"Duch nazizmu" w niemieckim ministerstwie
Niemieckie MSZ przez dziesięciolecia wzbraniało się przed rozliczeniem nazistowskiej przeszłości tego urzędu, a także kryło sprawców - pisze niemiecki dziennik "Sueddeutsche Zeitung", analizując najnowsze wyniki badań historyków. W urzędzie kierowano się "duchem korporacyjnym", chroniąc dyplomatów uwikłanych w reżim nazistowski - dodaje gazeta.
Publikacja na temat brunatnej przeszłości Ministerstwa Spraw ZagranicznychSpraw Zagranicznych RFN zostanie zaprezentowana w tym tygodniu w Berlinie. Została opracowana przez komisję historyków powołaną w 2005 roku przez ówczesnego szefa resortu Joschkę Fischera z partii Zielonych. Autorzy twierdzą, że MSZ od początku było uwikłane w holokaust w dużo większej skali, niż dotychczas sądzono.
Duch nazistowskiej korporacji
Jak pisze "Sueddeutsche Zeitung", również w powojennym MSZ, utworzonym w 1951 roku, postępowano przez dziesięciolecia tak, "jak gdyby nie było żadnej przeszłości". W urzędzie kierowano się "duchem korporacyjnym", chroniąc dyplomatów uwikłanych w reżim nazistowski.
Wydział ochrony prawnej (Zentrale Rechtsschutzstelle - ZRS), powołany do spraw jeńców wojennych, "ze szczególnym zapałem chronił sprawców nazistowskich" - pisze "SZ". - Dochodziło do tego, że niekiedy ZRS ostrzegał sprawców, jeśli groziło im aresztowanie - dodaje.
Gazeta ocenia, że zadziwiająca była postawa szefa dyplomacji Willy'ego Brandta, późniejszego socjaldemokratycznego kanclerza RFN, który razem ze swym doradcą Egonem Bahrem popierał MSZ w tych działaniach.

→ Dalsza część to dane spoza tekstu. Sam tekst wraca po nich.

//! SeaORM entity for the `file_records` table.

use chrono::{DateTime, Utc};
use sea_orm::entity::prelude::*;
use uuid::Uuid;

use crate::domain::model::FileRecord;

#[derive(Clone, Debug, PartialEq, Eq, DeriveEntityModel)]
#[sea_orm(table_name = "file_records")]
pub struct Model {
    #[sea_orm(primary_key, auto_increment = false)]
    pub id: Uuid,
    pub file_name: String,
    pub content_type: String,
    pub size_bytes: i64,
    pub storage_key: String,
    pub url: String,
    pub uploaded_by: String,
    pub created_at: DateTime<Utc>,
}

#[derive(Copy, Clone, Debug, EnumIter, DeriveRelation)]
pub enum Relation {}

impl ActiveModelBehavior for ActiveModel {}

impl From<Model> for FileRecord {
    fn from(m: Model) -> Self {
        Self {
            id: m.id,
            file_name: m.file_name,
            content_type: m.content_type,
            size_bytes: m.size_bytes,
            storage_key: m.storage_key,
            url: m.url,
            uploaded_by: m.uploaded_by,
            created_at: m.created_at,
        }
    }
}

impl From<&FileRecord> for ActiveModel {
    fn from(r: &FileRecord) -> Self {
        use sea_orm::ActiveValue::Set;
        Self {
            id: Set(r.id),
            file_name: Set(r.file_name.clone()),
            content_type: Set(r.content_type.clone()),
            size_bytes: Set(r.size_bytes),
            storage_key: Set(r.storage_key.clone()),
            url: Set(r.url.clone()),
            uploaded_by: Set(r.uploaded_by.clone()),
            created_at: Set(r.created_at),
        }
    }
}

Zaakceptował również odznaczenie Krzyżem Zasługi pierwszego stopnia "zbrodniarza zza biurka", prokuratora w okupowanej przez Niemców Pradze Franza Nuessleina, skazanego w 1947 roku w Pradze w procesie o zbrodnie wojenne i wydanego w 1955 roku Niemcom; Nuesslein pracował potem jako referent w MSZ.
Pierwszy kanclerz
Pierwszy kanclerz RFN "Konrad Adenauer wyznaczył tę drogę: Gdy powołano urząd (spraw zagranicznych), było niewielu doświadczonych dyplomatów, którzy nie mieli życiorysu narodowosocjalistycznego. Gdy nie ma się czystej wody, trzeba nabrać brudnej, mawiał Adenauer" - komentuje "Sueddeutsche Zeitung".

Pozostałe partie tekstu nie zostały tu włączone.